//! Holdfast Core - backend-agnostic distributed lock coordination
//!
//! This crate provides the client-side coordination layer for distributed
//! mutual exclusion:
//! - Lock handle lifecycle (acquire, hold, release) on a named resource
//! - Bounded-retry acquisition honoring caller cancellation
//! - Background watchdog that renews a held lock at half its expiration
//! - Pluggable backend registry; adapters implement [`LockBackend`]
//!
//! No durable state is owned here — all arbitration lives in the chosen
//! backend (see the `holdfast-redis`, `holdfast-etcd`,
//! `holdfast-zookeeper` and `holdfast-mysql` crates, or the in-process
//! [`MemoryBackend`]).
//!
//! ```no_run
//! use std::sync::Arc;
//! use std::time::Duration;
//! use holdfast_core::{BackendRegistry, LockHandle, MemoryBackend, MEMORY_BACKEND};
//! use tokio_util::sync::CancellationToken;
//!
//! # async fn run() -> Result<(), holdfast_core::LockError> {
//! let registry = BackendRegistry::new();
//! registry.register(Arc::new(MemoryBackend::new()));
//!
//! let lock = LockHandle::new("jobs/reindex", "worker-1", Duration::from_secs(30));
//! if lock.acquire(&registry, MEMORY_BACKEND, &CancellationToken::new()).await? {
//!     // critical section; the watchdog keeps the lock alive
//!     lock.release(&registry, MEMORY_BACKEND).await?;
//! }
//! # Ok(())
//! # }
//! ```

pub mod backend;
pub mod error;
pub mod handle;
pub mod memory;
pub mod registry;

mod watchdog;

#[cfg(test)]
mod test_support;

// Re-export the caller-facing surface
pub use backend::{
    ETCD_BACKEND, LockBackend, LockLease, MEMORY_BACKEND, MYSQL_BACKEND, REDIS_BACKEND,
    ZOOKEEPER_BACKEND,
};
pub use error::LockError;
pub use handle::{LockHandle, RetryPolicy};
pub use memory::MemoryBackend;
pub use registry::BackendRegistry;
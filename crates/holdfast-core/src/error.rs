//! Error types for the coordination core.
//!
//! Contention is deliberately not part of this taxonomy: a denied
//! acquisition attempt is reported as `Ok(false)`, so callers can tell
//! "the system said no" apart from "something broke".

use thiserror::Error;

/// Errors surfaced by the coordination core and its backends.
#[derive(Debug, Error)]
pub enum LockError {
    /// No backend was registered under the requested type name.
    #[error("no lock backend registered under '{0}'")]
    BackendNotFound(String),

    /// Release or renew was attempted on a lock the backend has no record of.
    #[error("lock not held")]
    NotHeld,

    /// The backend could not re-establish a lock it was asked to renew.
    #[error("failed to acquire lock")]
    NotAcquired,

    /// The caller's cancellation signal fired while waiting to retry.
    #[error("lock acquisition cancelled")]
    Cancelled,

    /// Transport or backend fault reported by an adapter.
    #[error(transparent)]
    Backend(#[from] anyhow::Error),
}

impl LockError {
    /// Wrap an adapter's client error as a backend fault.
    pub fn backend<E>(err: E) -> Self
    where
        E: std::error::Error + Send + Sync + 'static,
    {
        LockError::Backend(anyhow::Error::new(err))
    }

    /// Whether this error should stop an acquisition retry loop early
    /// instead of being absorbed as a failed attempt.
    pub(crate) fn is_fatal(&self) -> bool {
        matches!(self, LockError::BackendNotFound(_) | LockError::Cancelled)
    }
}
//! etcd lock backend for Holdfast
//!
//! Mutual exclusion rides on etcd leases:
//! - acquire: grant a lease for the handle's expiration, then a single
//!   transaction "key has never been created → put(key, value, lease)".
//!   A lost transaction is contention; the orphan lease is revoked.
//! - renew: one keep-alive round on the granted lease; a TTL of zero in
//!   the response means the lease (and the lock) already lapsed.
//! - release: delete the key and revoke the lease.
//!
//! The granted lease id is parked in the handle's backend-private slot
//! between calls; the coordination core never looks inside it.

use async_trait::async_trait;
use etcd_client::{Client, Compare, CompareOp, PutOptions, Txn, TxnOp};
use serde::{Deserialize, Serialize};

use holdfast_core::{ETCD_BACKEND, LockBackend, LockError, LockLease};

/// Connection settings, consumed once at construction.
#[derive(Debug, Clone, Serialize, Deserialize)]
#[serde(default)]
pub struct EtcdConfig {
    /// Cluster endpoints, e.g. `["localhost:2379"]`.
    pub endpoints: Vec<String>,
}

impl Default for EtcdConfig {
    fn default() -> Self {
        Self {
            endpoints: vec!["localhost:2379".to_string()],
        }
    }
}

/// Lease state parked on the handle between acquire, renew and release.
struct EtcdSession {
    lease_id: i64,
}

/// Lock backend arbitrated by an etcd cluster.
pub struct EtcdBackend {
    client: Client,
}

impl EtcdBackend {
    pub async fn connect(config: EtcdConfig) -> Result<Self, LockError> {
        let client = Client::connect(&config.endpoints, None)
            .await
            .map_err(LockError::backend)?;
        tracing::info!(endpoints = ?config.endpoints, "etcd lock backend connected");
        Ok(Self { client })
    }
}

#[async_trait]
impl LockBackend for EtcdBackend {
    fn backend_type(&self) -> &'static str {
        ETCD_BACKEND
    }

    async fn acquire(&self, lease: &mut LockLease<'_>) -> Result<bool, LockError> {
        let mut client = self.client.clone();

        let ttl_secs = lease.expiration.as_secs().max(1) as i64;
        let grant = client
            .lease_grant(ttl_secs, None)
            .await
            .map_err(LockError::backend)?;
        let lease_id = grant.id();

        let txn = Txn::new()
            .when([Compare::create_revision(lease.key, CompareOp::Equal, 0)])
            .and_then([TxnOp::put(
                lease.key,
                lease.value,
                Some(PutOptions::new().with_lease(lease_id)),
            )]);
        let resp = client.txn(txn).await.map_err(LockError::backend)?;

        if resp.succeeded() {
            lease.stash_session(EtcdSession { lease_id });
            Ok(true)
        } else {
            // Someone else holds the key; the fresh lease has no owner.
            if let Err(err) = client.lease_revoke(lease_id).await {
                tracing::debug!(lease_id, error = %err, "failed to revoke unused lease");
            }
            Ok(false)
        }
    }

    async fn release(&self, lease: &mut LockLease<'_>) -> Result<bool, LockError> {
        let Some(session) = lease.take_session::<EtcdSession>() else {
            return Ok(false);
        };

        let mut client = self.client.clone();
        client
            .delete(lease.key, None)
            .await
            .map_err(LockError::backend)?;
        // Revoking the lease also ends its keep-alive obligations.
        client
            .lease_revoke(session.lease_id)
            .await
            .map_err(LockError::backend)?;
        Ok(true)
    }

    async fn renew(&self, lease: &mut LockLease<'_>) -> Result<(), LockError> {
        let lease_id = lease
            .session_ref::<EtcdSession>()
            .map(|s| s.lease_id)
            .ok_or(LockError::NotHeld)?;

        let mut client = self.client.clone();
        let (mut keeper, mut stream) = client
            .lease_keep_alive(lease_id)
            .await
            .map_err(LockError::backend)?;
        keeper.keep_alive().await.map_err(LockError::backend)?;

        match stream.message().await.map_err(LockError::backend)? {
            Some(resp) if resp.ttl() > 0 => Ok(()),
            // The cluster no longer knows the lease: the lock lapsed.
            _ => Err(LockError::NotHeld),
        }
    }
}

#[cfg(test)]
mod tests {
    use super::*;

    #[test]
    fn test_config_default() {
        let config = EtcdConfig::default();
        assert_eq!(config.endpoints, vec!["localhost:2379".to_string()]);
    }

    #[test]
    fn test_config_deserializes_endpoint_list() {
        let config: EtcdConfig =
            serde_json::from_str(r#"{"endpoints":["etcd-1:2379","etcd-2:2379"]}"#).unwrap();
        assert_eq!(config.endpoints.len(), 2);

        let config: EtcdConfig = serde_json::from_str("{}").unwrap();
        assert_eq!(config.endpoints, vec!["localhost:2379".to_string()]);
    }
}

§ Exercise instructions:
Return exactly, please, the lines of the material from the first one down to and including the line where "callers can tell" appears.

§ Task result:
//! Holdfast Core - backend-agnostic distributed lock coordination
//!
//! This crate provides the client-side coordination layer for distributed
//! mutual exclusion:
//! - Lock handle lifecycle (acquire, hold, release) on a named resource
//! - Bounded-retry acquisition honoring caller cancellation
//! - Background watchdog that renews a held lock at half its expiration
//! - Pluggable backend registry; adapters implement [`LockBackend`]
//!
//! No durable state is owned here — all arbitration lives in the chosen
//! backend (see the `holdfast-redis`, `holdfast-etcd`,
//! `holdfast-zookeeper` and `holdfast-mysql` crates, or the in-process
//! [`MemoryBackend`]).
//!
//! ```no_run
//! use std::sync::Arc;
//! use std::time::Duration;
//! use holdfast_core::{BackendRegistry, LockHandle, MemoryBackend, MEMORY_BACKEND};
//! use tokio_util::sync::CancellationToken;
//!
//! # async fn run() -> Result<(), holdfast_core::LockError> {
//! let registry = BackendRegistry::new();
//! registry.register(Arc::new(MemoryBackend::new()));
//!
//! let lock = LockHandle::new("jobs/reindex", "worker-1", Duration::from_secs(30));
//! if lock.acquire(&registry, MEMORY_BACKEND, &CancellationToken::new()).await? {
//!     // critical section; the watchdog keeps the lock alive
//!     lock.release(&registry, MEMORY_BACKEND).await?;
//! }
//! # Ok(())
//! # }
//! ```

pub mod backend;
pub mod error;
pub mod handle;
pub mod memory;
pub mod registry;

mod watchdog;

#[cfg(test)]
mod test_support;

// Re-export the caller-facing surface
pub use backend::{
    ETCD_BACKEND, LockBackend, LockLease, MEMORY_BACKEND, MYSQL_BACKEND, REDIS_BACKEND,
    ZOOKEEPER_BACKEND,
};
pub use error::LockError;
pub use handle::{LockHandle, RetryPolicy};
pub use memory::MemoryBackend;
pub use registry::BackendRegistry;
filename crates/holdfast-core/src/error.rs
//! Error types for the coordination core.
//!
//! Contention is deliberately not part of this taxonomy: a denied
//! acquisition attempt is reported as `Ok(false)`, so callers can tell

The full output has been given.